Entries shown ▸

◇ ◇ ◇

impl Runs {
    pub fn new(
        state: Arc<StateStore>,
        bus: Arc<StreamBus>,
        checkpointer: CheckpointerProxy,
        threads: Threads,
        wake: Arc<Notify>,
    ) -> Self {
        Self {
            state,
            bus,
            checkpointer,
            threads,
            wake,
        }
    }

    pub fn bus(&self) -> Arc<StreamBus> {
        Arc::clone(&self.bus)
    }

    /// Create a run, applying the request's multitask strategy against the
    /// inflight runs. Returns the created run.
    pub async fn create(&self, thread_id: Uuid, request: RunCreate) -> Result<Run, RuntimeError> {
        let strategy = request.multitask_strategy;
        // The insert guard doubles as the reject fast-path; for the other
        // strategies the run is inserted first and the inflight handled after.
        let prevent_insert = strategy == MultitaskStrategy::Reject;
        let insert = self.put(thread_id, request, prevent_insert).await?;

        let Some(run) = insert.run else {
            return Err(RuntimeError::Conflict(format!(
                "thread '{thread_id}' already has {} inflight run(s)",
                insert.inflight.len()
            )));
        };

        if let MultitaskDecision::ProceedAndCancel(action) =
            decide(strategy, !insert.inflight.is_empty())
        {
            let inflight_ids: Vec<Uuid> = insert
                .inflight
                .iter()
                .map(|inflight| inflight.run_id)
                .collect();
            self.cancel(Some(thread_id), &inflight_ids, action).await?;
        }
        Ok(run)
    }

    /// Reserve a pending run: assistant check, thread resolve, inflight
    /// gathering, config synthesis, delayed scheduling.
    pub async fn put(
        &self,
        thread_id: Uuid,
        request: RunCreate,
        prevent_insert_in_inflight: bool,
    ) -> Result<RunInsert, RuntimeError> {
        let assistant = {
            let shard = self.state.assistants().await;
            shard
                .assistants
                .get(&request.assistant_id)
                .cloned()
                .ok_or_else(|| RuntimeError::not_found("assistant", request.assistant_id))?
        };

        let mut threads = self.state.threads_mut().await;
        let mut runs = self.state.runs_mut().await;

        if let Some(existing) = threads.threads.get_mut(&thread_id) {
            if existing.status != ThreadStatus::Busy {
                existing.status = ThreadStatus::Busy;
                existing.config = assistant
                    .config
                    .merged_with(&existing.config)
                    .merged_with(&request.config);
                existing.touch();
            }
        } else {
            match request.if_not_exists {
                IfNotExists::Reject => {
                    return Err(RuntimeError::not_found("thread", thread_id));
                }
                IfNotExists::Create => {
                    let mut metadata = JsonMap::new();
                    metadata.insert("graph_id".to_string(), json!(assistant.graph_id));
                    metadata
                        .insert("assistant_id".to_string(), json!(assistant.assistant_id));
                    let mut thread = Thread::new(thread_id, metadata, ThreadStatus::Busy);
                    thread.config = assistant.config.merged_with(&request.config);
                    threads.threads.insert(thread_id, thread);
                }
            }
        }
        let thread_config = threads
            .threads
            .get(&thread_id)
            .map(|thread| thread.config.clone())
            .unwrap_or_default();

        let inflight = runs.inflight(thread_id);
        if prevent_insert_in_inflight && !inflight.is_empty() {
            return Ok(RunInsert {
                run: None,
                inflight,
            });
        }

        let run_id = request.run_id.unwrap_or_else(Uuid::new_v4);
        let mut config = assistant
            .config
            .merged_with(&thread_config)
            .merged_with(&request.config);
        // Synthesized identifiers override whatever the layers carried.
        config
            .configurable
            .insert("run_id".to_string(), json!(run_id));
        config
            .configurable
            .insert("thread_id".to_string(), json!(thread_id));
        config
            .configurable
            .insert("graph_id".to_string(), json!(assistant.graph_id));
        config
            .configurable
            .insert("assistant_id".to_string(), json!(assistant.assistant_id));
        config
            .configurable
            .entry("user_id".to_string())
            .or_insert(Value::Null);

        let now = Utc::now();
        let scheduled_at = match request.after_seconds {
            Some(seconds) => now + chrono::Duration::seconds(seconds as i64),
            None => now,
        };
        let run = Run {
            run_id,
            thread_id,
            assistant_id: assistant.assistant_id,
            status: RunStatus::Pending,
            kwargs: RunKwargs {
                input: request.input,
                command: request.command,
                stream_mode: request.stream_mode,
                interrupt_before: request.interrupt_before,
                interrupt_after: request.interrupt_after,
                config,
                subgraphs: false,
            },
            multitask_strategy: request.multitask_strategy,
            metadata: request.metadata,
            created_at: scheduled_at,
            updated_at: now,
        };
        runs.runs.insert(run_id, run.clone());
        drop(runs);
        drop(threads);

        self.wake.notify_one();
        Ok(RunInsert {
            run: Some(run),
            inflight,
        })
    }

    pub async fn get(
        &self,
        run_id: Uuid,
        thread_id: Option<Uuid>,
    ) -> Result<Run, RuntimeError> {
        let shard = self.state.runs().await;
        let run = shard
            .runs
            .get(&run_id)
            .filter(|run| thread_id.map(|tid| run.thread_id == tid).unwrap_or(true))
            .cloned()
            .ok_or_else(|| RuntimeError::not_found("run", run_id))?;
        Ok(run)
    }

    pub async fn search(
        &self,
        thread_id: Uuid,
        query: RunSearch,
    ) -> Result<Vec<Run>, RuntimeError> {
        let shard = self.state.runs().await;
        let mut matches: Vec<Run> = shard
            .runs
            .values()
            .filter(|run| run.thread_id == thread_id)
            .filter(|run| match query.status {
                Some(status) => run.status == status,
                None => true,
            })
            .filter(|run| match &query.metadata {
                Some(filter) => map_contains_subset(&run.metadata, filter),
                None => true,
            })
            .cloned()
            .collect();
        matches.sort_by(|a, b| b.created_at.cmp(&a.created_at));

        let offset = query.offset.unwrap_or(0);
        let limit = query.limit.unwrap_or(10);
        Ok(matches.into_iter().skip(offset).take(limit).collect())
    }

    pub async fn set_status(
        &self,
        run_id: Uuid,
        status: RunStatus,
    ) -> Result<Run, RuntimeError> {
        let mut shard = self.state.runs_mut().await;
        let run = shard
            .runs
            .get_mut(&run_id)
            .ok_or_else(|| RuntimeError::not_found("run", run_id))?;
        run.set_status(status);
        Ok(run.clone())
    }

    /// Put a run back on the schedule (transient-failure retry).
    pub(crate) async fn reschedule(
        &self,
        run_id: Uuid,
        at: DateTime<Utc>,
    ) -> Result<(), RuntimeError> {
        let mut shard = self.state.runs_mut().await;
        let run = shard
            .runs
            .get_mut(&run_id)
            .ok_or_else(|| RuntimeError::not_found("run", run_id))?;
        run.status = RunStatus::Pending;
        run.created_at = at;
        run.updated_at = Utc::now();
        Ok(())
    }

    /// Cancel runs on a thread.
    ///
    /// Fires each run's cancellation handle when present. A pending run
    /// becomes `interrupted`, except under `rollback` when it was never
    /// started (no handle): then it is deleted outright. Finished runs are
    /// left alone with a warning.
    pub async fn cancel(
        &self,
        thread_id: Option<Uuid>,
        run_ids: &[Uuid],
        action: CancelAction,
    ) -> Result<(), RuntimeError> {
        let mut found = 0usize;
        let mut shard = self.state.runs_mut().await;
        for &run_id in run_ids {
            let Some(run) = shard.runs.get(&run_id) else {
                continue;
            };
            if let Some(expected) = thread_id {
                if run.thread_id != expected {
                    continue;
                }
            }
            found += 1;
            let status = run.status;

            let control = self.bus.control(run_id);
            if let Some(control) = &control {
                control.fire(action);
            }

            if status != RunStatus::Pending {
                tracing::warn!(run_id = %run_id, status = ?status, "cannot cancel a finished run");
                continue;
            }
            if control.is_some() || action != CancelAction::Rollback {
                if let Some(run) = shard.runs.get_mut(&run_id) {
                    run.set_status(RunStatus::Interrupted);
                }
            } else {
                // Rollback of a run that never started: no trace remains.
                shard.forget(run_id);
                self.bus.drop_queue(run_id);
            }
        }
        drop(shard);

        if found < run_ids.len() {
            return Err(RuntimeError::NotFound(format!(
                "{} of {} runs not found on thread",
                run_ids.len() - found,
                run_ids.len()
            )));
        }
        Ok(())
    }

    /// Delete a run, its queue, and the checkpoints it produced.
    pub async fn delete(
        &self,
        run_id: Uuid,
        thread_id: Option<Uuid>,
    ) -> Result<(), RuntimeError> {
        let run = self.get(run_id, thread_id).await?;
        if let Some(control) = self.bus.control(run_id) {
            control.fire(CancelAction::Interrupt);
        }

        let tuples = self
            .checkpointer
            .list(
                &graphd_core::checkpoint::CheckpointRef::latest(run.thread_id),
                None,
                None,
            )
            .await?;
        for tuple in tuples {
            let written_by_run = tuple
                .metadata
                .get("run_id")
                .and_then(Value::as_str)
                .map(|id| id == run_id.to_string())
                .unwrap_or(false);
            if written_by_run {
                self.checkpointer.delete(&tuple.config).await?;
            }
        }

        let mut shard = self.state.runs_mut().await;
        shard.forget(run_id);
        drop(shard);
        self.bus.drop_queue(run_id);
        Ok(())
    }

    /// Subscribe to a run's output. Yields messages (the `control:done`
    /// sentinel included, as the final item) until the run finishes, the run
    /// stops being active, or the subscriber disconnects.
    pub fn join_stream(
        &self,
        run_id: Uuid,
        thread_id: Option<Uuid>,
        options: JoinOptions,
    ) -> impl Stream<Item = StreamMessage> + Send + 'static {
        let runs = self.clone();
        stream! {
            let queue = runs.bus.queue(run_id);
            loop {
                match queue.recv(JOIN_POLL_INTERVAL, &options.disconnect).await {
                    Ok(message) => {
                        let done = message.is_done();
                        yield message;
                        if done {
                            break;
                        }
                    }
                    Err(BusError::Timeout) => {
                        // No message this cycle: keep waiting only while the
                        // run can still produce output.
                        match runs.get(run_id, thread_id).await {
                            Ok(run) if run.status.is_active() => continue,
                            _ => break,
                        }
                    }
                    Err(BusError::Cancelled) => {
                        if options.cancel_on_disconnect {
                            if let Some(thread_id) = thread_id {
                                if let Err(err) = runs
                                    .cancel(Some(thread_id), &[run_id], CancelAction::Interrupt)
                                    .await
                                {
                                    tracing::warn!(
                                        run_id = %run_id,
                                        error = %err,
                                        "cancel on disconnect failed"
                                    );
                                }
                            }
                        }
                        break;
                    }
                }
            }
        }
    }

    /// Drain the join stream and keep the final value: the last `values`
    /// event, with `error` events rewritten to `{"__error__": ...}`.
    pub async fn wait(
        &self,
        run_id: Uuid,
        thread_id: Option<Uuid>,
    ) -> Result<Option<Value>, RuntimeError> {
        let stream = self.join_stream(run_id, thread_id, JoinOptions::default());
        pin_mut!(stream);
        let mut last: Option<Value> = None;
        while let Some(message) = stream.next().await {
            match message.event_name() {
                "values" => last = Some(message.data),
                "error" => last = Some(json!({ "__error__": message.data })),
                _ => {}
            }
        }
        Ok(last)
    }

    /// Wait for a run's final value, falling back to the thread's current
    /// values when the stream yielded nothing.
    pub async fn join(&self, run_id: Uuid, thread_id: Uuid) -> Result<Value, RuntimeError> {
        self.threads.get(thread_id).await?;
        match self.wait(run_id, Some(thread_id)).await? {
            Some(value) => Ok(value),
            None => {
                let thread = self.threads.get(thread_id).await?;
                Ok(thread.values.unwrap_or(Value::Null))
            }
        }
    }
}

◇ ◇ ◇

Problem requirements ▸ What lines in the records above include the string "never"? Copy each one.

Output below ▸
    /// becomes `interrupted`, except under `rollback` when it was never
                // Rollback of a run that never started: no trace remains.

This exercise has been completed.